One-third of the jobs at two USDA research agencies are still vacant 18 months after their abrupt Trump-era relocation to Kansas City, said the chairman of the House subcommittee that oversees the USDA budget on Wednesday. Acting agriculture undersecretary Chavonda Jacobs-Young said the USDA was rebuilding staff numbers as quickly as possible, adding, “We are on the way.”
The Trump administration announced in August 2018 that it would move the Economic Research Service and the National Institute of Food and Agriculture out of the Washington area. It completed the relocation in September 2019. An estimated three-fourths of the 450 affected employees, some of them experts in their fields, quit rather than move. About 250 positions stayed in Washington.

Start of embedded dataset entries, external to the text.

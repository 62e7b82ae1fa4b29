//! Domain types used throughout the pipeline.
//!
//! This module defines:
//!
//! - aggregation options (`Granularity`, `AggregationConfig`)
//! - parsed sale rows (`SaleRecord`) and drill-down filters (`FilterSet`)
//! - aggregation outputs (`PeriodKey`, `PeriodSummary`, `AgeBucket`)

pub mod types;

pub use types::*;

“Your work is cut out for you,” said Georgia Rep. Sanford Bishop, chair of the House Appropriations subcommittee on agriculture, in his first question to Jacobs-Young. “What is your plan to quickly and appropriately fill the staffing vacancies at each of the agencies?”
“We are hiring at an extremely fast pace,” said Jacobs-Young. NIFA has hired 179 employees and ERS 96 since October 2019. The USDA expects to hire an additional 50 people for each agency before the end of this fiscal year. Each agency has about 220 employees at present, she said.
Last month, Agriculture Secretary Tom Vilsack said the agencies would stay in Kansas City. “What we’re trying to do now is limit the level of disruption” and rebuild the workforce, he said at the annual meeting of the North American Agricultural Journalists. Some of the new employees may be based in Washington and others in Kansas City, he said.
The Trump administration said the relocation would save money on rent and salaries and make it easier to recruit employees from small college towns. The ERS analyzes food, natural resources, rural development, and agricultural issues, including USDA programs. NIFA awards more than $1 billion a year in competitive research grants. In 2019, the Trump administration proposed cutting the ERS budget in half.
Jacobs-Young said the USDA’s research wing had “faced significant staff losses over the past five years, and rebuilding that capacity is a key priority for the mission area. If our nation is to maintain our leadership role in agricultural innovation and productivity, we have an obligation to support research, education, and extension activities.”